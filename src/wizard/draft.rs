//! Transfer Draft
//!
//! The accumulated, immutable-per-step transfer request. The draft is owned
//! exclusively by the `StepController` for the lifetime of one wizard session
//! and is only ever replaced wholesale via `apply` - no component mutates
//! fields in place. This prevents stale-read bugs between steps.

use std::fmt;

use rust_decimal::Decimal;
use serde::{Deserialize, Serialize};

use crate::authorize::Secret;
use crate::beneficiary::Beneficiary;

/// Transfer category chosen in step 1
///
/// The category constrains which beneficiaries/fields are valid further in;
/// selecting one clears any previously chosen beneficiary.
#[derive(Debug, Clone, Copy, PartialEq, Eq, Hash, Serialize, Deserialize)]
#[serde(rename_all = "kebab-case")]
#[repr(u8)]
pub enum TransferCategory {
    /// Transfer between the user's own accounts
    Internal = 1,
    /// Transfer to another domestic bank (needs a bank routing code)
    DomesticBank = 2,
    /// Instant transfer addressed by an instant-payment id
    #[serde(rename = "instant-id-based")]
    InstantId = 3,
    /// Cross-border transfer
    International = 4,
    /// Future-dated transfer
    Scheduled = 5,
}

impl TransferCategory {
    /// Get the numeric category ID
    #[inline]
    pub fn id(&self) -> u8 {
        *self as u8
    }

    /// Convert from a numeric category ID
    pub fn from_id(id: u8) -> Option<Self> {
        match id {
            1 => Some(TransferCategory::Internal),
            2 => Some(TransferCategory::DomesticBank),
            3 => Some(TransferCategory::InstantId),
            4 => Some(TransferCategory::International),
            5 => Some(TransferCategory::Scheduled),
            _ => None,
        }
    }

    /// Wire/display name (matches the serde representation)
    pub fn as_str(&self) -> &'static str {
        match self {
            TransferCategory::Internal => "internal",
            TransferCategory::DomesticBank => "domestic-bank",
            TransferCategory::InstantId => "instant-id-based",
            TransferCategory::International => "international",
            TransferCategory::Scheduled => "scheduled",
        }
    }
}

impl fmt::Display for TransferCategory {
    fn fmt(&self, f: &mut fmt::Formatter<'_>) -> fmt::Result {
        write!(f, "{}", self.as_str())
    }
}

/// The in-progress, not-yet-submitted transfer request.
///
/// Field completion follows the step order: `category` no later than step 1,
/// `beneficiary` step 2, `source_account_id` and a positive `amount` step 3.
/// The authorization secret is transient - populated only at the authorize
/// step, never serialized or logged, cleared after every submission attempt.
#[derive(Debug, Clone, Default, PartialEq)]
pub struct TransferDraft {
    pub category: Option<TransferCategory>,
    pub beneficiary: Option<Beneficiary>,
    pub source_account_id: Option<String>,
    pub amount: Option<Decimal>,
    pub description: Option<String>,
    pub save_as_template: bool,
    pub authorization_secret: Option<Secret>,
}

impl TransferDraft {
    /// True once category, beneficiary, source account and a positive amount
    /// are all present (the completeness the Submission Executor requires).
    pub fn is_complete(&self) -> bool {
        self.category.is_some()
            && self.beneficiary.is_some()
            && self.source_account_id.is_some()
            && self.amount.is_some_and(|a| a > Decimal::ZERO)
    }

    /// Merge a partial update into a new draft value.
    ///
    /// This is the ONLY mutation path for drafts; callers replace their copy
    /// with the returned value.
    #[must_use]
    pub fn apply(&self, patch: DraftPatch) -> TransferDraft {
        let mut next = self.clone();

        if let Some(category) = patch.category {
            next.category = Some(category);
        }
        if patch.clear_beneficiary {
            next.beneficiary = None;
        }
        if let Some(beneficiary) = patch.beneficiary {
            next.beneficiary = Some(beneficiary);
        }
        if let Some(source_account_id) = patch.source_account_id {
            next.source_account_id = Some(source_account_id);
        }
        if let Some(amount) = patch.amount {
            next.amount = Some(amount);
        }
        if let Some(description) = patch.description {
            next.description = Some(description);
        }
        if let Some(save_as_template) = patch.save_as_template {
            next.save_as_template = save_as_template;
        }
        if patch.clear_secret {
            next.authorization_secret = None;
        }
        if let Some(secret) = patch.secret {
            next.authorization_secret = Some(secret);
        }

        next
    }
}

/// Partial draft update merged via [`TransferDraft::apply`].
///
/// `None` fields are left untouched; the `clear_*` flags remove a value
/// (a clear flag combined with a new value applies the new value).
#[derive(Debug, Clone, Default)]
pub struct DraftPatch {
    pub category: Option<TransferCategory>,
    pub beneficiary: Option<Beneficiary>,
    pub source_account_id: Option<String>,
    pub amount: Option<Decimal>,
    pub description: Option<String>,
    pub save_as_template: Option<bool>,
    pub secret: Option<Secret>,
    pub clear_beneficiary: bool,
    pub clear_secret: bool,
}

impl DraftPatch {
    /// Patch setting the category and dropping any stale beneficiary
    /// (a beneficiary from a different category must not survive).
    pub fn select_category(category: TransferCategory) -> Self {
        Self {
            category: Some(category),
            clear_beneficiary: true,
            ..Default::default()
        }
    }

    /// Patch selecting a beneficiary
    pub fn select_beneficiary(beneficiary: Beneficiary) -> Self {
        Self {
            beneficiary: Some(beneficiary),
            ..Default::default()
        }
    }

    /// Patch arming the authorization secret
    pub fn arm_secret(secret: Secret) -> Self {
        Self {
            secret: Some(secret),
            ..Default::default()
        }
    }

    /// Patch clearing the authorization secret
    pub fn wipe_secret() -> Self {
        Self {
            clear_secret: true,
            ..Default::default()
        }
    }
}
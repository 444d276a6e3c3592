//! Authorization Gate
//!
//! Verifies the short secret (PIN) format before submission is possible.
//! The secret lives in the draft only between arming and the submission
//! attempt; the executor clears it afterwards regardless of outcome.

use std::fmt;

use crate::wizard::controller::StepController;
use crate::wizard::draft::DraftPatch;
use crate::wizard::error::WizardError;
use crate::wizard::state::WizardStep;

/// Required secret length (digits)
pub const SECRET_LEN: usize = 4;

/// A validated 4-digit authorization secret.
///
/// Construction only through [`Secret::parse`]. `Debug`/`Display` are
/// redacted so a draft can be logged without leaking the PIN, and the type
/// deliberately has no serde support.
#[derive(Clone, PartialEq, Eq)]
pub struct Secret(String);

impl Secret {
    /// Parse a raw user entry. Accepts exactly 4 ASCII digits.
    pub fn parse(raw: &str) -> Result<Self, WizardError> {
        if raw.len() != SECRET_LEN || !raw.chars().all(|c| c.is_ascii_digit()) {
            return Err(WizardError::SecretFormat);
        }
        Ok(Self(raw.to_string()))
    }

    /// The underlying digits, needed only to build the service call.
    ///
    /// Never log or persist the returned value.
    pub fn reveal(&self) -> &str {
        &self.0
    }
}

impl fmt::Debug for Secret {
    fn fmt(&self, f: &mut fmt::Formatter<'_>) -> fmt::Result {
        write!(f, "Secret(****)")
    }
}

impl fmt::Display for Secret {
    fn fmt(&self, f: &mut fmt::Formatter<'_>) -> fmt::Result {
        write!(f, "****")
    }
}

/// Gate guarding the submission step
pub struct AuthorizationGate;

impl AuthorizationGate {
    /// Validate the raw secret and arm it into the draft.
    ///
    /// Rejects (and leaves the draft untouched) unless exactly 4 digits are
    /// present. Must be called while the wizard is on the Authorize step.
    pub fn arm(controller: &mut StepController, raw: &str) -> Result<(), WizardError> {
        assert_eq!(
            controller.step(),
            WizardStep::Authorize,
            "authorization secret armed outside the Authorize step"
        );

        let secret = Secret::parse(raw)?;
        controller.apply(DraftPatch::arm_secret(secret));
        Ok(())
    }
}

#[cfg(test)]
mod tests {
    use super::*;

    #[test]
    fn test_parse_accepts_four_digits() {
        assert!(Secret::parse("0000").is_ok());
        assert!(Secret::parse("1234").is_ok());
        assert_eq!(Secret::parse("1234").unwrap().reveal(), "1234");
    }

    #[test]
    fn test_parse_rejects_bad_lengths() {
        assert_eq!(Secret::parse(""), Err(WizardError::SecretFormat));
        assert_eq!(Secret::parse("123"), Err(WizardError::SecretFormat));
        assert_eq!(Secret::parse("12345"), Err(WizardError::SecretFormat));
    }

    #[test]
    fn test_parse_rejects_non_digits() {
        assert_eq!(Secret::parse("12a4"), Err(WizardError::SecretFormat));
        assert_eq!(Secret::parse("12 4"), Err(WizardError::SecretFormat));
        assert_eq!(Secret::parse("١٢٣٤"), Err(WizardError::SecretFormat));
    }

    #[test]
    fn test_debug_and_display_redacted() {
        let secret = Secret::parse("1234").unwrap();
        assert_eq!(format!("{:?}", secret), "Secret(****)");
        assert_eq!(secret.to_string(), "****");
    }
}
use serde::{Deserialize, Serialize};
use std::fs;

#[derive(Debug, Serialize, Deserialize, Clone)]
pub struct AppConfig {
    pub log_level: String,
    pub log_dir: String,
    pub log_file: String,
    pub use_json: bool,
    pub rotation: String,
    pub enable_tracing: bool,
    #[serde(default)]
    pub wizard: WizardConfig,
}

/// Wizard defaults the shell may override per deployment
#[derive(Debug, Serialize, Deserialize, Clone)]
pub struct WizardConfig {
    /// Description submitted when the user leaves the field empty
    pub default_description: String,
}

impl Default for WizardConfig {
    fn default() -> Self {
        Self {
            default_description: crate::wizard::submit::DEFAULT_DESCRIPTION.to_string(),
        }
    }
}

impl AppConfig {
    pub fn load(env: &str) -> Self {
        let config_path = format!("config/{}.yaml", env);
        let content = fs::read_to_string(&config_path)
            .unwrap_or_else(|_| panic!("Failed to read config file: {}", config_path));
        serde_yaml::from_str(&content).expect("Failed to parse config yaml")
    }
}
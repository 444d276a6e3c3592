//! Receipt Renderer
//!
//! Terminal confirmation built from a successful submission plus the
//! still-readable draft. Rendering must never fail: clipboard problems are
//! logged and swallowed.

use chrono::{DateTime, TimeZone, Utc};
use rust_decimal::Decimal;
use serde::{Deserialize, Serialize};
use thiserror::Error;
use tracing::warn;

use crate::fee;
use crate::money::format_money;
use crate::wizard::draft::TransferDraft;
use crate::wizard::submit::{SubmissionResult, TransactionRef};

/// Side-effecting clipboard seam provided by the UI shell
pub trait Clipboard {
    fn copy(&self, text: &str) -> Result<(), ClipboardError>;
}

#[derive(Debug, Error, Clone, PartialEq)]
#[error("clipboard unavailable: {0}")]
pub struct ClipboardError(pub String);

/// Confirmation of a completed transfer
#[derive(Debug, Clone, PartialEq, Serialize, Deserialize)]
pub struct Receipt {
    pub destination_name: String,
    pub destination_identifier: String,
    pub amount: Decimal,
    pub fee: Decimal,
    pub tax: Decimal,
    pub total: Decimal,
    pub transaction_id: TransactionRef,
    pub completed_at_ms: i64,
}

impl Receipt {
    /// Build the receipt from a successful submission.
    ///
    /// # Panics
    /// When handed a failure result or an incomplete draft - receipts only
    /// exist for committed transfers, so that is a caller defect.
    pub fn from_success(draft: &TransferDraft, result: &SubmissionResult) -> Self {
        let SubmissionResult::Success {
            transaction_id,
            timestamp_ms,
        } = result
        else {
            panic!("receipt built from a failed submission");
        };

        let beneficiary = draft
            .beneficiary
            .as_ref()
            .expect("submitted draft has a beneficiary");
        let category = draft.category.expect("submitted draft has a category");
        let amount = draft.amount.expect("submitted draft has an amount");
        let quote = fee::quote(category, amount).expect("submitted amount is positive");

        Self {
            destination_name: beneficiary.display_name.clone(),
            destination_identifier: beneficiary.routing.destination().to_string(),
            amount: quote.amount,
            fee: quote.fee,
            tax: quote.tax,
            total: quote.total,
            transaction_id: transaction_id.clone(),
            completed_at_ms: *timestamp_ms,
        }
    }

    /// Completion time as UTC
    pub fn completed_at(&self) -> DateTime<Utc> {
        Utc.timestamp_millis_opt(self.completed_at_ms)
            .single()
            .expect("submission timestamp is a valid instant")
    }

    /// Human-readable confirmation lines for the terminal screen
    pub fn render(&self) -> String {
        [
            "Transfer complete".to_string(),
            format!("To:          {} ({})", self.destination_name, self.destination_identifier),
            format!("Amount:      {}", format_money(self.amount)),
            format!("Fee:         {}", format_money(self.fee)),
            format!("Tax:         {}", format_money(self.tax)),
            format!("Total:       {}", format_money(self.total)),
            format!("Transaction: {}", self.transaction_id),
            format!("Completed:   {}", self.completed_at().to_rfc3339()),
        ]
        .join("\n")
    }

    /// Copy the transaction id to the clipboard. Idempotent and non-failing:
    /// the receipt display must never break because of a clipboard issue.
    pub fn copy_transaction_id(&self, clipboard: &dyn Clipboard) {
        if let Err(e) = clipboard.copy(self.transaction_id.as_str()) {
            warn!(error = %e, "Clipboard copy failed (ignored)");
        }
    }
}
//! Source Account Model
//!
//! The wizard only reads accounts: the listing populates the source-account
//! selector in step 3. Balances and account lifecycle live behind the
//! external service.

use async_trait::async_trait;
use rust_decimal::Decimal;
use serde::{Deserialize, Serialize};
use std::fmt;

use crate::wizard::error::ServiceError;

/// Account type as reported by the listing service
#[derive(Debug, Clone, Copy, PartialEq, Eq, Serialize, Deserialize)]
#[serde(rename_all = "snake_case")]
pub enum AccountType {
    Checking,
    Savings,
}

impl AccountType {
    pub fn as_str(&self) -> &'static str {
        match self {
            AccountType::Checking => "Checking",
            AccountType::Savings => "Savings",
        }
    }
}

impl fmt::Display for AccountType {
    fn fmt(&self, f: &mut fmt::Formatter<'_>) -> fmt::Result {
        write!(f, "{}", self.as_str())
    }
}

/// One of the caller's debitable accounts
#[derive(Debug, Clone, PartialEq, Serialize, Deserialize)]
pub struct Account {
    pub id: String,
    pub account_type: AccountType,
    /// Last digits of the account number, for display only
    pub number_suffix: String,
    pub balance: Decimal,
}

impl Account {
    /// Selector label, e.g. "Checking ••4821"
    pub fn display_label(&self) -> String {
        format!("{} \u{2022}\u{2022}{}", self.account_type, self.number_suffix)
    }
}

/// External account listing service.
///
/// The listing must be re-fetched every time the wizard is entered; cached
/// balances from a previous session are not trustworthy.
#[async_trait]
pub trait AccountDirectory: Send + Sync {
    async fn list_accounts(&self) -> Result<Vec<Account>, ServiceError>;
}

#[cfg(test)]
mod tests {
    use super::*;

    #[test]
    fn test_display_label() {
        let account = Account {
            id: "acc-1".into(),
            account_type: AccountType::Checking,
            number_suffix: "4821".into(),
            balance: Decimal::new(125000, 2),
        };
        assert_eq!(account.display_label(), "Checking ••4821");
    }

    #[test]
    fn test_account_type_serde() {
        assert_eq!(
            serde_json::to_string(&AccountType::Savings).unwrap(),
            "\"savings\""
        );
    }
}
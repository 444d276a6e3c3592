//! Money Parsing and Formatting
//!
//! Unified conversion between user-entered amount strings and the internal
//! `Decimal` representation. All amount input MUST go through this module.
//!
//! ## Design Principles
//! 1. Strict parsing: no silent acceptance of ambiguous formats
//! 2. Full precision internally; 2-dp rounding only at display time
//! 3. Explicit error handling via `MoneyError`

use rust_decimal::prelude::*;
use thiserror::Error;

/// Decimal places shown to the user
pub const DISPLAY_DECIMALS: u32 = 2;

/// Money parsing errors
#[derive(Debug, Error, Clone, PartialEq)]
pub enum MoneyError {
    #[error("Amount must be greater than zero")]
    NotPositive,

    #[error("Invalid amount format: {0}")]
    InvalidFormat(String),
}

/// Parse a user-entered amount string into a `Decimal`.
///
/// # Validation Rules
/// - Rejects empty input and explicit signs (`+`/`-`)
/// - Rejects ambiguous formats like `.5` or `5.`
/// - Rejects zero and negative values
///
/// # Example
/// ```
/// use transfer_wizard::money::parse_amount;
///
/// let amount = parse_amount("100.00").unwrap();
/// assert!(amount > rust_decimal::Decimal::ZERO);
/// assert!(parse_amount(".5").is_err());
/// ```
pub fn parse_amount(amount_str: &str) -> Result<Decimal, MoneyError> {
    let amount_str = amount_str.trim();
    if amount_str.is_empty() {
        return Err(MoneyError::InvalidFormat("empty string".into()));
    }

    if amount_str.starts_with('-') || amount_str.starts_with('+') {
        return Err(MoneyError::InvalidFormat("explicit sign not allowed".into()));
    }

    if let Some((whole, frac)) = amount_str.split_once('.') {
        // Require both sides of the dot to be non-empty.
        // This prevents ambiguous formats like ".5" or "5."
        if whole.is_empty() {
            return Err(MoneyError::InvalidFormat(
                "missing leading zero (e.g., use 0.5 instead of .5)".into(),
            ));
        }
        if frac.is_empty() {
            return Err(MoneyError::InvalidFormat(
                "missing fractional part (e.g., use 5.0 instead of 5.)".into(),
            ));
        }
    }

    let value =
        Decimal::from_str(amount_str).map_err(|e| MoneyError::InvalidFormat(e.to_string()))?;

    if value <= Decimal::ZERO {
        return Err(MoneyError::NotPositive);
    }

    Ok(value)
}

/// Format a money value for display with exactly 2 decimal places.
///
/// Display-only: the underlying `Decimal` keeps full precision.
pub fn format_money(value: Decimal) -> String {
    let rounded =
        value.round_dp_with_strategy(DISPLAY_DECIMALS, RoundingStrategy::MidpointAwayFromZero);
    format!("{:.2}", rounded)
}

+++

**Task details**:
Please give an exact copy of the lines above, beginning with the line containing "and the submission" and running through the line containing "use crate::wizard::error::WizardError;", and of no other lines.

**Response**:
//! The secret lives in the draft only between arming and the submission
//! attempt; the executor clears it afterwards regardless of outcome.

use std::fmt;

use crate::wizard::controller::StepController;
use crate::wizard::draft::DraftPatch;
use crate::wizard::error::WizardError;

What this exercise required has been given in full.